Writer Ethel Morgan Smith to be featured at Tusculum’s annual Curtis Owens Literary Prize event

The annual Curtis Owens Literary prizes will be announced and a reading will be held by contest judge Ethel Morgan Smith on Thursday, March 15, at Tusculum College.

The event is free and open to the public and will begin at 7 p.m. in the Shulman Atrium on Tusculum’s Greeneville campus.

Ethel Morgan Smith

The awards, which are given annually to recognize the literary achievements of the college’s students, are open to all Tusculum students.

Ethel Morgan Smith is the author of two books: “From Whence Cometh My Help: The African American Community at Hollins College” and “Reflections of the Other: Being Black in Germany.” She has also published in “The New York Times,” “Callaloo,” “African American Review” and other national and international outlets.

Smith has received a Fulbright Scholar-Germany, Rockefeller Fellowship-Bellagio, Italy, Visiting Artist-The American Academy in Rome, DuPont Fellow-Randolph Macon Women’s College, Visiting Scholar-Women’s Studies Research Center-Brandies University, The Virginia Center for the Creative Arts and Bread Loaf Fellowship. She teaches at West Virginia University in Morgantown.

The literary prize winners, who will be announced at the event, will have their works included in the literary journal, “Tusculum Review,” to be released during the 2018 Old Oak Festival.

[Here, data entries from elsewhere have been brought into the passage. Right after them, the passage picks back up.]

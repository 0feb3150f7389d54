//! Territory validation for closed loops.
//!
//! Four checks run in order, cheapest first, stopping at the first failure:
//! 1. point count
//! 2. total walked length
//! 3. self-intersection
//! 4. enclosed area

use log::{debug, info};
use serde::{Deserialize, Serialize};

#[cfg(feature = "parallel")]
use rayon::prelude::*;

use crate::geo_utils::path_length;
use crate::geometry::{has_self_intersection, polygon_area};
use crate::territory::format_area;
use crate::{GeoPoint, TrackingConfig};

/// Why a loop was not accepted as a territory.
#[derive(Debug, Clone, Copy, PartialEq, Eq, Hash, Serialize, Deserialize)]
#[cfg_attr(feature = "ffi", derive(uniffi::Enum))]
pub enum FailureReason {
    InsufficientPoints,
    PathTooShort,
    SelfIntersecting,
    AreaTooSmall,
}

impl FailureReason {
    pub fn as_str(&self) -> &'static str {
        match self {
            FailureReason::InsufficientPoints => "insufficient_points",
            FailureReason::PathTooShort => "path_too_short",
            FailureReason::SelfIntersecting => "self_intersecting",
            FailureReason::AreaTooSmall => "area_too_small",
        }
    }
}

/// Verdict for one closure attempt.
#[derive(Debug, Clone, PartialEq, Serialize, Deserialize)]
#[cfg_attr(feature = "ffi", derive(uniffi::Record))]
pub struct ValidationResult {
    pub valid: bool,
    pub failure_reason: Option<FailureReason>,
    /// Enclosed area in m². Zero unless validation reached the area check.
    pub area: f64,
    /// Number of points in the validated path
    pub point_count: u32,
    /// Walked length in meters. Zero when the point-count check failed.
    pub path_length_m: f64,
}

impl ValidationResult {
    fn failed(reason: FailureReason, point_count: usize, path_length_m: f64, area: f64) -> Self {
        Self {
            valid: false,
            failure_reason: Some(reason),
            area,
            point_count: point_count as u32,
            path_length_m,
        }
    }

    /// Human-readable summary for the presentation layer.
    pub fn describe(&self, config: &TrackingConfig) -> String {
        match self.failure_reason {
            None => format!("Territory claimed: {}", format_area(self.area)),
            Some(FailureReason::InsufficientPoints) => format!(
                "Not enough points: {} recorded, {} required",
                self.point_count, config.min_points
            ),
            Some(FailureReason::PathTooShort) => format!(
                "Path too short: {:.0} m walked, {:.0} m required",
                self.path_length_m, config.min_path_length_m
            ),
            Some(FailureReason::SelfIntersecting) => {
                "Path crosses itself; walk a simple loop".to_string()
            }
            Some(FailureReason::AreaTooSmall) => format!(
                "Area too small: {} enclosed, {} required",
                format_area(self.area),
                format_area(config.min_area_m2)
            ),
        }
    }
}

/// Validate an ordered loop of points.
///
/// # Example
/// ```
/// use geofence::{FailureReason, GeoPoint, TrackingConfig, validate};
///
/// let points = vec![GeoPoint::new(0.0, 0.0); 5];
/// let result = validate(&points, &TrackingConfig::default());
/// assert!(!result.valid);
/// assert_eq!(result.failure_reason, Some(FailureReason::InsufficientPoints));
/// ```
pub fn validate(points: &[GeoPoint], config: &TrackingConfig) -> ValidationResult {
    let point_count = points.len();

    if point_count < config.min_points as usize {
        debug!(
            "Validation failed: {} points < {} required",
            point_count, config.min_points
        );
        return ValidationResult::failed(FailureReason::InsufficientPoints, point_count, 0.0, 0.0);
    }

    let length = path_length(points);
    if length < config.min_path_length_m {
        debug!(
            "Validation failed: path length {:.1}m < {:.1}m",
            length, config.min_path_length_m
        );
        return ValidationResult::failed(FailureReason::PathTooShort, point_count, length, 0.0);
    }

    if has_self_intersection(points) {
        debug!("Validation failed: path crosses itself");
        return ValidationResult::failed(FailureReason::SelfIntersecting, point_count, length, 0.0);
    }

    let area = polygon_area(points);
    if area < config.min_area_m2 {
        debug!(
            "Validation failed: area {:.1}m² < {:.1}m²",
            area, config.min_area_m2
        );
        return ValidationResult::failed(FailureReason::AreaTooSmall, point_count, length, area);
    }

    info!(
        "Validation passed: {} points, {:.0}m walked, {:.0}m² enclosed",
        point_count, length, area
    );

    ValidationResult {
        valid: true,
        failure_reason: None,
        area,
        point_count: point_count as u32,
        path_length_m: length,
    }
}

/// Validate many recorded loops.
#[cfg(feature = "parallel")]
pub fn validate_batch(paths: &[Vec<GeoPoint>], config: &TrackingConfig) -> Vec<ValidationResult> {
    paths.par_iter().map(|p| validate(p, config)).collect()
}

/// Validate many recorded loops.
#[cfg(not(feature = "parallel"))]
pub fn validate_batch(paths: &[Vec<GeoPoint>], config: &TrackingConfig) -> Vec<ValidationResult> {
    paths.iter().map(|p| validate(p, config)).collect()
}
//! State-change notifications for the presentation layer.
//!
//! The session reports what happened through [`TrackingObserver`]s. Delivery
//! is synchronous and fire-and-forget; observers decide how to marshal events
//! onto their own threads.

use std::sync::mpsc::Sender;

use serde::{Deserialize, Serialize};

use crate::validation::ValidationResult;

/// How serious a speed violation is.
#[derive(Debug, Clone, Copy, PartialEq, Eq, Hash, Serialize, Deserialize)]
#[cfg_attr(feature = "ffi", derive(uniffi::Enum))]
pub enum SpeedSeverity {
    /// Sample dropped, tracking continues
    Warn,
    /// Sample dropped, tracking pauses
    Pause,
}

/// A discrete change in tracking state.
#[derive(Debug, Clone, PartialEq, Serialize, Deserialize)]
#[serde(tag = "type", rename_all = "snake_case")]
#[cfg_attr(feature = "ffi", derive(uniffi::Enum))]
pub enum TrackingEvent {
    TrackingStarted,
    TrackingStopped,
    TrackingResumed,
    PathCleared,
    PathPointAdded {
        count: u32,
    },
    SpeedWarning {
        speed_kmh: f64,
        severity: SpeedSeverity,
    },
    SpeedNormal,
    PathClosed,
    ValidationCompleted {
        result: ValidationResult,
    },
}

impl TrackingEvent {
    /// Stable short name, used in logs and the journal.
    pub fn name(&self) -> &'static str {
        match self {
            TrackingEvent::TrackingStarted => "tracking_started",
            TrackingEvent::TrackingStopped => "tracking_stopped",
            TrackingEvent::TrackingResumed => "tracking_resumed",
            TrackingEvent::PathCleared => "path_cleared",
            TrackingEvent::PathPointAdded { .. } => "path_point_added",
            TrackingEvent::SpeedWarning { .. } => "speed_warning",
            TrackingEvent::SpeedNormal => "speed_normal",
            TrackingEvent::PathClosed => "path_closed",
            TrackingEvent::ValidationCompleted { .. } => "validation_completed",
        }
    }
}

/// Receiver of tracking events.
///
/// Observers may be shared with other threads, so implementations must be
/// `Send + Sync`.
pub trait TrackingObserver: Send + Sync {
    fn on_event(&self, event: &TrackingEvent);
}

/// Forwards events over a channel.
///
/// Sending never blocks; events sent after the receiver is gone are dropped.
#[derive(Debug)]
pub struct ChannelObserver {
    tx: Sender<TrackingEvent>,
}

impl ChannelObserver {
    pub fn new(tx: Sender<TrackingEvent>) -> Self {
        Self { tx }
    }
}

impl TrackingObserver for ChannelObserver {
    fn on_event(&self, event: &TrackingEvent) {
        let _ = self.tx.send(event.clone());
    }
}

The Curtis and Billie Owens Literary Awards are annually given to recognize the literary achievements of Tusculum’s creative writing students. The literary award was named for Curtis Owens, a 1928 graduate of Tusculum who went on to a teaching career at what is now Pace University in New York. He and his wife established the award at his alma mater to encourage and reward excellence in writing among Tusculum College students.